The trio constantly posed the fundamental question, “What can a piano trio be that it has not been before?”
(Pat Metheny).
Leucocyte is the result of one of these two day jams. It took place at the famed “Studios 301” in Sydney during the band’s Australian tour. In early 2008 e.s.t.’s sound engineer Ake Linton joined the band at the Bohus Sound Studios in Gothenburg, Sweden to begin mixing. On April 28 there was a photo shoot in Berlin for the new campaign. On May 16 the artwork and album were delivered to ACT.
Then on June 14 the incomprehensible happened: Esbjörn Svensson, probably the most influential stylist of the last decade, lost his life in a diving accident off the island of Vrämdö near Stockholm.
As a result, Leucocyte has become Esbjörn Svensson’s and e.s.t.’s musical legacy! It is the most venturesome album Esbjörn Svensson (p), Dan Berglund (b), and Magnus Öström (dr) have recorded as e.s.t. The essence of this journey of discovery is its ecstatic energy. It is a trip through the bloodstream sans compositional safety-net and stylistic restraints in which the borders of musical communication are sounded out.
Torsten Goods - 1980
Label: ACT
Distribution in France: Harmonia Mundi
Release date: September 25, 2008
Torsten Goods was born in 1980 and it is four 1980 hits that form the backbone of his second ACT album, simply titled 1980 (ACT 9719-2). Goods has a special affinity with each of them. “I’m a huge fan of Queen,” he admits, so he arranged Freddie Mercury’s “Crazy Little Thing Called Love” in a way typical for the whole album: “Freddie wrote it as a homage to Elvis. We’ve taken it that little bit further and transferred it to jazz.” The other cover songs have been updated in a similarly unorthodox way: Billy Joel’s “It’s Still Rock’ n’ Roll To Me” has turned into a swinging Big Band number, David Paich’s Toto hymn “99” is reduced to a cool easy–listening track and George Benson’s popular “Love Dance” takes us back to the Brazilian roots of its composer Ivan Lins.
La Cherga - Fake No More
Label: Asphalt Tango
Distribution in France: Abeille
Release date: October 09, 2008
LA CHERGA came together in Germany and Austria as these musicians began to feel out a new musical identity, sharing what Irina calls a “Post Pessimist” philosophy, working on cultural exchange projects, differentiating between war profiteers and anti-war profiteers. LA CHERGA (named after a Balkan rag rug, appropriate for these musical recyclers) began weaving a sonic collage, inventing a Balkan internationalist music & manifesto: their sound drawing on the best of both East and West (skanking rhythms and sour horns/boiling dub versus Detroit techno) while Irina sings of freeing your mind from mental slavery.
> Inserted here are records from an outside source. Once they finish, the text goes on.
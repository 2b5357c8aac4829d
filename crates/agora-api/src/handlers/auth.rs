//! Authentication handlers

use axum::{extract::State, Json};
use agora_service::{
    AuthResponse, AuthService, ForgotPasswordRequest, LoginRequest, LogoutRequest,
    RefreshTokenRequest, RegisterRequest, StatusResponse, VerifyEmailRequest,
};

use crate::extractors::{AuthUser, ValidatedJson};
use crate::response::{ApiResult, Created, NoContent};
use crate::state::AppState;

/// Register a new account
///
/// POST /auth/register
pub async fn register(
    State(state): State<AppState>,
    ValidatedJson(request): ValidatedJson<RegisterRequest>,
) -> ApiResult<Created<Json<AuthResponse>>> {
    let service = AuthService::new(state.service_context());
    let response = service.register(request).await?;
    Ok(Created(Json(response)))
}

/// Login with email and password
///
/// POST /auth/login
pub async fn login(
    State(state): State<AppState>,
    ValidatedJson(request): ValidatedJson<LoginRequest>,
) -> ApiResult<Json<AuthResponse>> {
    let service = AuthService::new(state.service_context());
    let response = service.login(request).await?;
    Ok(Json(response))
}

/// Exchange a refresh token for a new pair
///
/// POST /auth/refresh
pub async fn refresh_token(
    State(state): State<AppState>,
    Json(request): Json<RefreshTokenRequest>,
) -> ApiResult<Json<AuthResponse>> {
    let service = AuthService::new(state.service_context());
    let response = service.refresh_tokens(request).await?;
    Ok(Json(response))
}

/// Logout
///
/// POST /auth/logout
pub async fn logout(
    State(state): State<AppState>,
    auth: AuthUser,
    request: Option<Json<LogoutRequest>>,
) -> ApiResult<NoContent> {
    let _ = request;
    let service = AuthService::new(state.service_context());
    service.logout(auth.user_id).await?;
    Ok(NoContent)
}

/// Initiate a password reset
///
/// POST /auth/forgot-password
pub async fn forgot_password(
    State(state): State<AppState>,
    ValidatedJson(request): ValidatedJson<ForgotPasswordRequest>,
) -> ApiResult<Json<StatusResponse>> {
    let service = AuthService::new(state.service_context());
    let response = service.forgot_password(request).await?;
    Ok(Json(response))
}

/// Verify an email address
///
/// POST /auth/verify-email
pub async fn verify_email(
    State(state): State<AppState>,
    ValidatedJson(request): ValidatedJson<VerifyEmailRequest>,
) -> ApiResult<Json<StatusResponse>> {
    let service = AuthService::new(state.service_context());
    let response = service.verify_email(request).await?;
    Ok(Json(response))
}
Bringing together Balkan brass, jazz vocals, Jamaican grooves and electronic beats might sound like a musical recipe for disaster but LA CHERGA rip up the rule book and demonstrate how to build musical and cultural bridges. Grab some friends, something good to drink and turn up the music: LA CHERGA create radical unity party music.
Garth Cartwright
Harold Budd - A Song For Lost Blossoms
Label: Darla Records
Distribution in France: Darla Records
A new record of ambient melody and transcendental mood portals from minimalist/modernist master Harold Budd and friend guitarist/composer/producer Clive Wright. A Song For Lost Blossoms builds on both artist’s previous ambient work. The compositions were recorded live and in studio at different locations including the artist’s homes, at The Red Cat (Disney Concert Hall), Los Angeles, and Clive Wright’s Desert Sky Studio, Joshua Tree, CA. These recordings represent the very best of Harold and Clive’s work together over the period 2004 to 2006. Harold Budd’s works are the cornerstones of the modern minimal and ambient cannon. Clive Wright is a founding member of the platinum selling pop/rock band Cock Robin and has worked as writer, producer and guitarist with Kim Carnes, Human Drama, Tears for Fears members, Montell Jordan, The Black Eyed Peas and Peter Gabriel.
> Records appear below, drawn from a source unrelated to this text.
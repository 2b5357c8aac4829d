//! Reaction entity <-> model mapper

use agora_core::entities::Reaction;
use agora_core::value_objects::Snowflake;

use crate::models::ReactionModel;

impl From<ReactionModel> for Reaction {
    fn from(model: ReactionModel) -> Self {
        Reaction {
            post_id: Snowflake::new(model.post_id),
            user_id: Snowflake::new(model.user_id),
            kind: model.kind,
            created_at: model.created_at,
        }
    }
}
Moscow Art Trio - Village Variations
Label: Jaro
Distribution in France: Abeille
Release date: October 30, 2008
The trio is one of the most exciting formations of new jazz. The boundaries between jazz, folk and classical music have become irrevelant. Or, as critic Mike Zwerin wrote in the International Herald Tribune: “Rarely have the frontiers between epochs, Eastern and Western folk music, and jazz and classical music been so gracefully negotiated as by the Moscow Art Trio. The personalities of the trio’s members are more important than the instruments they play.”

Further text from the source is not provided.